Segment Start: Source data
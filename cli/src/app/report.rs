//! Final report of a deploy run

use std::io::{self, Write};

use chrono::{DateTime, Utc};
use deploy_api::models::{AccessInfo, AppAnalysis, LockInfo};

use crate::deploy::orchestrator::DeployReport;
use crate::errors::CliError;
use crate::progress::theme::Theme;

/// Print the outcome of a successful deploy
pub fn write_success(
    out: &mut dyn Write,
    app_name: &str,
    report: &DeployReport,
    cluster_address: &str,
    theme: Theme,
) -> io::Result<()> {
    writeln!(
        out,
        "\n{} Updated version {} deployed. All traffic moved to new version.",
        theme.check(),
        theme.highlight(&report.version)
    )?;
    match &report.access_info {
        Some(access) => write_access_info(out, app_name, access, cluster_address),
        None => Ok(()),
    }
}

/// Print how the deployed app can be reached.
///
/// `cluster_address` is the API address of the cluster, used when the
/// server did not return a hostname for it.
pub fn write_access_info(
    out: &mut dyn Write,
    app_name: &str,
    access: &AccessInfo,
    cluster_address: &str,
) -> io::Result<()> {
    let cluster = if !access.cluster_hostname.is_empty() {
        access.cluster_hostname.clone()
    } else {
        strip_port(cluster_address).to_string()
    };

    if !access.hostnames.is_empty() {
        writeln!(out, "\nYour app is available at:")?;
        for host in &access.hostnames {
            writeln!(out, "  https://{}", host)?;
        }
        if access.default_route {
            writeln!(out, "  (also the default route)")?;
        }
    } else if access.default_route {
        if cluster.is_empty() {
            writeln!(out, "\nYour app is the default route and will receive all unmatched traffic.")?;
        } else {
            writeln!(out, "\nYour app is the default route, available at:")?;
            writeln!(out, "  https://{}", cluster)?;
        }
        write_route_suggestion(out, app_name, &access.cluster_hostname)?;
    } else {
        writeln!(out, "\nNo routes configured for this app.")?;
        write_route_suggestion(out, app_name, &access.cluster_hostname)?;
    }
    Ok(())
}

fn write_route_suggestion(out: &mut dyn Write, app_name: &str, cluster_hostname: &str) -> io::Result<()> {
    if cluster_hostname.is_empty() {
        writeln!(out, "To reach it by name, route a hostname of your choice to '{}'.", app_name)
    } else {
        writeln!(
            out,
            "To reach it by name, try routing {}.{} to '{}'.",
            sanitize_subdomain(app_name),
            cluster_hostname,
            app_name
        )
    }
}

/// Print why a deploy failed
pub fn write_failure(out: &mut dyn Write, app_name: &str, err: &CliError, theme: Theme) -> io::Result<()> {
    match err {
        CliError::GateRejected { reason, remedy } => {
            writeln!(out, "{} {}\n{}\n", theme.error("Error:"), reason, remedy)
        }
        CliError::DeploymentBlocked(lock) => write_blocked(out, lock, Utc::now(), theme),
        CliError::Cancelled => writeln!(out, "\n{} Deploy cancelled.", theme.cross()),
        CliError::BuildFailed { errors, logs } => {
            writeln!(out, "\n{} Build failed.", theme.cross())?;
            if !errors.is_empty() {
                writeln!(out, "\nErrors:")?;
                for error in errors {
                    writeln!(out, "  - {}", error)?;
                }
            }
            if !logs.is_empty() {
                writeln!(out, "\nBuild output:")?;
                for line in logs {
                    writeln!(out, "{}", line)?;
                }
            }
            Ok(())
        }
        CliError::MissingVersion => writeln!(
            out,
            "\n{} Error detected in building {}. No version returned.",
            theme.cross(),
            app_name
        ),
        CliError::StallTimeout(window) => writeln!(
            out,
            "\n{} The builder showed no progress within {}s. The deployment was marked failed.",
            theme.cross(),
            window.as_secs()
        ),
        other => writeln!(out, "\n{} {}", theme.cross(), other),
    }
}

/// Print the deployment holding the lock on the app
pub fn write_blocked(out: &mut dyn Write, lock: &LockInfo, now: DateTime<Utc>, theme: Theme) -> io::Result<()> {
    writeln!(out, "\n{} Deployment blocked:\n", theme.cross())?;
    writeln!(
        out,
        "Another deployment is already in progress for app '{}' on cluster '{}'.\n",
        lock.app_name, lock.cluster_id
    )?;
    writeln!(out, "Existing deployment details:")?;
    writeln!(out, "  • Deployment ID: {}", lock.blocking_deployment_id)?;
    writeln!(out, "  • Started by: {}", lock.started_by)?;
    if let Some(started_at) = lock.started_at {
        writeln!(
            out,
            "  • Started at: {} ({} ago)",
            started_at.format("%Y-%m-%d %H:%M:%S UTC"),
            format_seconds((now - started_at).num_seconds())
        )?;
    }
    if let Some(phase) = &lock.current_phase {
        writeln!(out, "  • Current phase: {}", phase)?;
    }
    if let Some(expires_at) = lock.lock_expires_at {
        writeln!(
            out,
            "  • Lock expires in: {}",
            format_seconds((expires_at - now).num_seconds())
        )?;
    }
    writeln!(out)?;
    if lock.started_by.is_empty() || lock.started_by == "-" {
        writeln!(out, "Please wait for it to complete.")
    } else {
        writeln!(
            out,
            "Please wait for it to complete or contact {} to coordinate.",
            lock.started_by
        )
    }
}

/// Print what the builder would build
pub fn write_analysis(out: &mut dyn Write, analysis: &AppAnalysis, theme: Theme) -> io::Result<()> {
    writeln!(out, "{} {}", theme.phase_name("Stack:"), theme.highlight(&analysis.stack))?;
    if !analysis.app_name.is_empty() {
        writeln!(out, "{} {}", theme.phase_name("App Name:"), theme.highlight(&analysis.app_name))?;
    }
    writeln!(out, "{} {}", theme.phase_name("Directory:"), analysis.working_dir)?;
    if !analysis.entrypoint.is_empty() {
        writeln!(out, "{} {}", theme.phase_name("Entrypoint:"), theme.highlight(&analysis.entrypoint))?;
    }
    if !analysis.build_dockerfile.is_empty() {
        writeln!(out, "{} {}", theme.phase_name("Dockerfile:"), analysis.build_dockerfile)?;
    }

    if !analysis.services.is_empty() {
        writeln!(out, "\nServices")?;
        for service in &analysis.services {
            let command = if service.command.is_empty() {
                theme.faint("image default")
            } else {
                service.command.clone()
            };
            let source = if service.source.is_empty() {
                String::new()
            } else {
                theme.faint(&format!(" ({})", service.source))
            };
            writeln!(out, "  {}: {}{}", theme.highlight(&service.name), command, source)?;
        }
    }

    if !analysis.env_vars.is_empty() {
        writeln!(out, "\nEnvironment Variables")?;
        for key in &analysis.env_vars {
            writeln!(out, "  • {}", key)?;
        }
    }

    if !analysis.events.is_empty() {
        writeln!(out, "\nDetection")?;
        for event in &analysis.events {
            let badge = format!("[{}]", event.kind);
            if event.name.is_empty() {
                writeln!(out, "  {} {}", theme.faint(&badge), event.message)?;
            } else {
                writeln!(out, "  {} {}: {}", theme.faint(&badge), theme.highlight(&event.name), event.message)?;
            }
        }
    }
    Ok(())
}

fn format_seconds(seconds: i64) -> String {
    let seconds = seconds.max(0);
    match (seconds / 3600, seconds % 3600 / 60, seconds % 60) {
        (0, 0, s) => format!("{}s", s),
        (0, m, s) => format!("{}m{}s", m, s),
        (h, m, s) => format!("{}h{}m{}s", h, m, s),
    }
}

/// Turn an app name into a valid DNS label
pub fn sanitize_subdomain(name: &str) -> String {
    let mapped: String = name
        .to_lowercase()
        .chars()
        .map(|c| if c.is_ascii_lowercase() || c.is_ascii_digit() { c } else { '-' })
        .collect();
    let collapsed = mapped
        .split('-')
        .filter(|part| !part.is_empty())
        .collect::<Vec<_>>()
        .join("-");
    if collapsed.is_empty() {
        "app".to_string()
    } else {
        collapsed
    }
}

/// Remove a trailing port from a host, and any URL scheme or path around it
pub fn strip_port(address: &str) -> &str {
    let host = address
        .split_once("://")
        .map(|(_, rest)| rest)
        .unwrap_or(address);
    let host = host.split('/').next().unwrap_or(host);
    match host.rsplit_once(':') {
        Some((name, port)) if port.chars().all(|c| c.is_ascii_digit()) => name,
        _ => host,
    }
}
Segment End: Source data
_What you are asked to do:_
Report each line in the data above that holds the word "entrypoint" by copying it.

_Response box:_
    if !analysis.entrypoint.is_empty() {
        writeln!(out, "{} {}", theme.phase_name("Entrypoint:"), theme.highlight(&analysis.entrypoint))?;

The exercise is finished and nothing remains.